Essen-Haarzopf. Die Sportart Prellball ist ein wenig in Vergessenheit geraten. In Haarzopf halten aber noch 19 Männer dem schnellen Rückschlagspiel die Treue.
Der Turnerbund Essen-Haarzopf 1903 bietet seit vielen Jahren Prellball an. Damit ist er einer der wenigen Vereine in Essen, die in dieser Sportart aktiv sind. Und die ist keineswegs ein Rentnersport, wie ein Besuch beim Training zeigt.

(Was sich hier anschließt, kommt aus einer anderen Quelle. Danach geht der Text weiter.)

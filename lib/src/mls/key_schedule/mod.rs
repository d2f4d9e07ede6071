//! [RFC9420 Sec.8](https://www.rfc-editor.org/rfc/rfc9420.html#section-8) Key Schedule
//!
//! ```text
//!                      init_secret_[n-1]
//!                            |
//!                            V
//!       commit_secret --> KDF.Extract
//!                            |
//!                            V
//!                    ExpandWithLabel(., "joiner", GroupContext_[n], KDF.Nh)
//!                            |
//!                            V
//!                       joiner_secret
//!                            |
//!                            V
//! psk_secret (or 0) --> KDF.Extract
//!                            |
//!                            +--> DeriveSecret(., "welcome")
//!                            |    = welcome_secret
//!                            V
//!                    ExpandWithLabel(., "epoch", GroupContext_[n], KDF.Nh)
//!                            |
//!                            V
//!                       epoch_secret
//! ```
//!
//! Pre-shared keys are not supported, so `psk_secret` is always the all-zero string.


use bytes::{Buf, BufMut, Bytes};

use crate::mls::crypto::cipher_suite::CipherSuite;
use crate::mls::crypto::provider::CryptoProvider;
use crate::mls::crypto::Secret;
use crate::mls::extensibility::Extensions;
use crate::mls::framing::{FramedContent, MlsGroupId, ProtocolVersion, WireFormat};
use crate::mls::utilities::error::Result;
use crate::mls::utilities::serde::{
    deserialize_opaque_vec, deserialize_u64, serialize_opaque_vec, Deserializer, Serializer,
};

pub const SECRET_LABEL_SENDER_DATA: &[u8] = b"sender data";
pub const SECRET_LABEL_ENCRYPTION: &[u8] = b"encryption";
pub const SECRET_LABEL_EXPORTER: &[u8] = b"exporter";
pub const SECRET_LABEL_CONFIRM: &[u8] = b"confirm";
pub const SECRET_LABEL_MEMBERSHIP: &[u8] = b"membership";
pub const SECRET_LABEL_AUTHENTICATION: &[u8] = b"authentication";
pub const SECRET_LABEL_INIT: &[u8] = b"init";

const LABEL_JOINER: &[u8] = b"joiner";
const LABEL_EPOCH: &[u8] = b"epoch";
const LABEL_WELCOME: &[u8] = b"welcome";
const LABEL_EXPORTED: &[u8] = b"exported";

/// [RFC9420 Sec.8.1](https://www.rfc-editor.org/rfc/rfc9420.html#section-8.1) Group Context
///
/// Summarizes the state of the group and is mixed into every key derived for an epoch.
#[derive(Default, Debug, Clone, Eq, PartialEq)]
pub struct GroupContext {
    pub version: ProtocolVersion,
    pub cipher_suite: CipherSuite,
    pub group_id: MlsGroupId,
    pub epoch: u64,
    pub tree_hash: Bytes,
    pub confirmed_transcript_hash: Bytes,
    pub extensions: Extensions,
}

impl Deserializer for GroupContext {
    fn deserialize<B>(buf: &mut B) -> Result<Self>
    where
        Self: Sized,
        B: Buf,
    {
        let version = ProtocolVersion::deserialize(buf)?;
        let cipher_suite = CipherSuite::deserialize(buf)?;
        let group_id = deserialize_opaque_vec(buf)?;
        let epoch = deserialize_u64(buf)?;
        let tree_hash = deserialize_opaque_vec(buf)?;
        let confirmed_transcript_hash = deserialize_opaque_vec(buf)?;
        let extensions = Extensions::deserialize(buf)?;

        Ok(Self {
            version,
            cipher_suite,
            group_id,
            epoch,
            tree_hash,
            confirmed_transcript_hash,
            extensions,
        })
    }
}

impl Serializer for GroupContext {
    fn serialize<B>(&self, buf: &mut B) -> Result<()>
    where
        Self: Sized,
        B: BufMut,
    {
        self.version.serialize(buf)?;
        self.cipher_suite.serialize(buf)?;
        serialize_opaque_vec(&self.group_id, buf)?;
        buf.put_u64(self.epoch);
        serialize_opaque_vec(&self.tree_hash, buf)?;
        serialize_opaque_vec(&self.confirmed_transcript_hash, buf)?;
        self.extensions.serialize(buf)
    }
}

impl GroupContext {
    pub(crate) fn extract_joiner_secret(
        &self,
        crypto_provider: &impl CryptoProvider,
        prev_init_secret: &[u8],
        commit_secret: &[u8],
    ) -> Result<Secret> {
        let hpke = crypto_provider.hpke(self.cipher_suite)?;
        let extracted = hpke.kdf_extract(commit_secret, prev_init_secret)?;
        let raw_group_context = self.serialize_detached()?;

        crypto_provider.expand_with_label(
            self.cipher_suite,
            &extracted,
            LABEL_JOINER,
            &raw_group_context,
            hpke.kdf_extract_size(),
        )
    }

    pub(crate) fn extract_epoch_secret(
        &self,
        crypto_provider: &impl CryptoProvider,
        joiner_secret: &[u8],
    ) -> Result<Secret> {
        let hpke = crypto_provider.hpke(self.cipher_suite)?;
        let psk_secret = Secret::zero(hpke.kdf_extract_size() as usize);
        let extracted = hpke.kdf_extract(&psk_secret, joiner_secret)?;
        let raw_group_context = self.serialize_detached()?;

        crypto_provider.expand_with_label(
            self.cipher_suite,
            &extracted,
            LABEL_EPOCH,
            &raw_group_context,
            hpke.kdf_extract_size(),
        )
    }
}

pub(crate) fn extract_welcome_secret(
    crypto_provider: &impl CryptoProvider,
    cipher_suite: CipherSuite,
    joiner_secret: &[u8],
) -> Result<Secret> {
    let hpke = crypto_provider.hpke(cipher_suite)?;
    let psk_secret = Secret::zero(hpke.kdf_extract_size() as usize);
    let extracted = hpke.kdf_extract(&psk_secret, joiner_secret)?;

    crypto_provider.derive_secret(cipher_suite, &extracted, LABEL_WELCOME)
}

/// [RFC9420 Sec.8](https://www.rfc-editor.org/rfc/rfc9420.html#section-8) The secrets derived
/// from an epoch secret.
#[derive(Default, Debug, Clone, Eq, PartialEq)]
pub(crate) struct EpochSecrets {
    pub(crate) sender_data_secret: Secret,
    pub(crate) encryption_secret: Secret,
    pub(crate) exporter_secret: Secret,
    pub(crate) confirmation_key: Secret,
    pub(crate) membership_key: Secret,
    pub(crate) init_secret: Secret,
    pub(crate) epoch_authenticator: Secret,
}

impl EpochSecrets {
    pub(crate) fn derive(
        crypto_provider: &impl CryptoProvider,
        cipher_suite: CipherSuite,
        epoch_secret: &[u8],
    ) -> Result<Self> {
        let derive =
            |label: &[u8]| crypto_provider.derive_secret(cipher_suite, epoch_secret, label);

        Ok(Self {
            sender_data_secret: derive(SECRET_LABEL_SENDER_DATA)?,
            encryption_secret: derive(SECRET_LABEL_ENCRYPTION)?,
            exporter_secret: derive(SECRET_LABEL_EXPORTER)?,
            confirmation_key: derive(SECRET_LABEL_CONFIRM)?,
            membership_key: derive(SECRET_LABEL_MEMBERSHIP)?,
            init_secret: derive(SECRET_LABEL_INIT)?,
            epoch_authenticator: derive(SECRET_LABEL_AUTHENTICATION)?,
        })
    }

    /// [RFC9420 Sec.8.5](https://www.rfc-editor.org/rfc/rfc9420.html#section-8.5) Exporters
    ///
    /// ```text
    /// MLS-Exporter(Label, Context, Length) =
    ///        ExpandWithLabel(DeriveSecret(exporter_secret, Label),
    ///                          "exported", Hash(Context), Length)
    /// ```
    pub(crate) fn export_secret(
        &self,
        crypto_provider: &impl CryptoProvider,
        cipher_suite: CipherSuite,
        label: &[u8],
        context: &[u8],
        length: u16,
    ) -> Result<Secret> {
        let derived = crypto_provider.derive_secret(cipher_suite, &self.exporter_secret, label)?;
        let context_hash = crypto_provider.hash(cipher_suite)?.digest(context);

        crypto_provider.expand_with_label(
            cipher_suite,
            &derived,
            LABEL_EXPORTED,
            &context_hash,
            length,
        )
    }
}

/// [RFC9420 Sec.8.2](https://www.rfc-editor.org/rfc/rfc9420.html#section-8.2) Transcript Hashes
#[derive(Default, Debug, Clone, Eq, PartialEq)]
pub struct ConfirmedTranscriptHashInput {
    pub wire_format: WireFormat,
    pub content: FramedContent,
    pub signature: Bytes,
}

impl Serializer for ConfirmedTranscriptHashInput {
    fn serialize<B>(&self, buf: &mut B) -> Result<()>
    where
        Self: Sized,
        B: BufMut,
    {
        self.wire_format.serialize(buf)?;
        self.content.serialize(buf)?;
        serialize_opaque_vec(&self.signature, buf)
    }
}

impl ConfirmedTranscriptHashInput {
    /// `Hash(interim_transcript_hash_[epoch - 1] || ConfirmedTranscriptHashInput_[epoch])`
    pub fn hash(
        &self,
        crypto_provider: &impl CryptoProvider,
        cipher_suite: CipherSuite,
        interim_transcript_hash_before: &[u8],
    ) -> Result<Bytes> {
        let mut buf = interim_transcript_hash_before.to_vec();
        self.serialize(&mut buf)?;
        Ok(crypto_provider.hash(cipher_suite)?.digest(&buf))
    }
}

#[derive(Default, Debug, Clone, Eq, PartialEq)]
pub struct InterimTranscriptHashInput {
    pub confirmation_tag: Bytes,
}

impl Serializer for InterimTranscriptHashInput {
    fn serialize<B>(&self, buf: &mut B) -> Result<()>
    where
        Self: Sized,
        B: BufMut,
    {
        serialize_opaque_vec(&self.confirmation_tag, buf)
    }
}

impl InterimTranscriptHashInput {
    /// `Hash(confirmed_transcript_hash_[epoch] || InterimTranscriptHashInput_[epoch])`
    pub fn hash(
        &self,
        crypto_provider: &impl CryptoProvider,
        cipher_suite: CipherSuite,
        confirmed_transcript_hash: &[u8],
    ) -> Result<Bytes> {
        let mut buf = confirmed_transcript_hash.to_vec();
        self.serialize(&mut buf)?;
        Ok(crypto_provider.hash(cipher_suite)?.digest(&buf))
    }
}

Mit der geschlossenen Faust schlägt Heinz Held den orangen Lederball kraftvoll nach unten. Mit einem dumpfen Geräusch titscht der Ball auf den Boden und springt dann mit Wucht ins gegnerische Feld. Nach dem kraftvollen Angriffsschlag rollt der 71-jährige Spieler geschickt nach hinten ab. Der Ball fliegt knapp über das 40 Zentimeter hohe Netz. So dicht über dem Boden können die Gegner das Leder nicht mehr annehmen.
Die Sportart Prellball ist weitgehend in Vergessenheit geraten
Da nutzt selbst der Hechtsprung auf den letzten Metern nichts mehr, mit dem einer die Partie zu retten versucht. Heinz Helds Team erntet einen „Gutpunkt“. Kurze Unterbrechung, dann dürfen die Gegner neu aufschlagen.
Verein engagiert sich vielfältig im Stadtteil Haarzopf
Der Turnerbund Essen-Haarzopf zählt zurzeit 452 Mitglieder. Er wurde im Frühjahr 1903 gegründet. Geboten wird ein breites Sport- und Freizeitangebot, aber auch Geselligkeit wird gepflegt. Gemeinschaftliche Veranstaltungen sollen persönliche Bindungen erhalten oder aufbauen.
Auch im Stadtteil engagiert sich der TB Haarzopf regelmäßig, etwa bei der Aktion „Sauber-Zauber“. Kinder- und Jugendarbeit ist dem Verein ein wichtiges Anliegen. Schulen, die Interesse an einem Besuch der Haarzopfer Prellballer oder an einem Probetraining haben, können sich an Heinz Held wenden. Kontakt: karinheinzheld@unitybox.de.
Das zu den Turnsportarten gehörende Prellballspiel ist auch in Essen weitgehend in Vergessenheit geraten. Nur wenige Vereine bieten es an, wie der Turnerbund Haarzopf 1903. Jeden Mittwoch von 19.45 bis 22 Uhr trainiert die Prellballriege in der Adelkampschule in Frohnhausen.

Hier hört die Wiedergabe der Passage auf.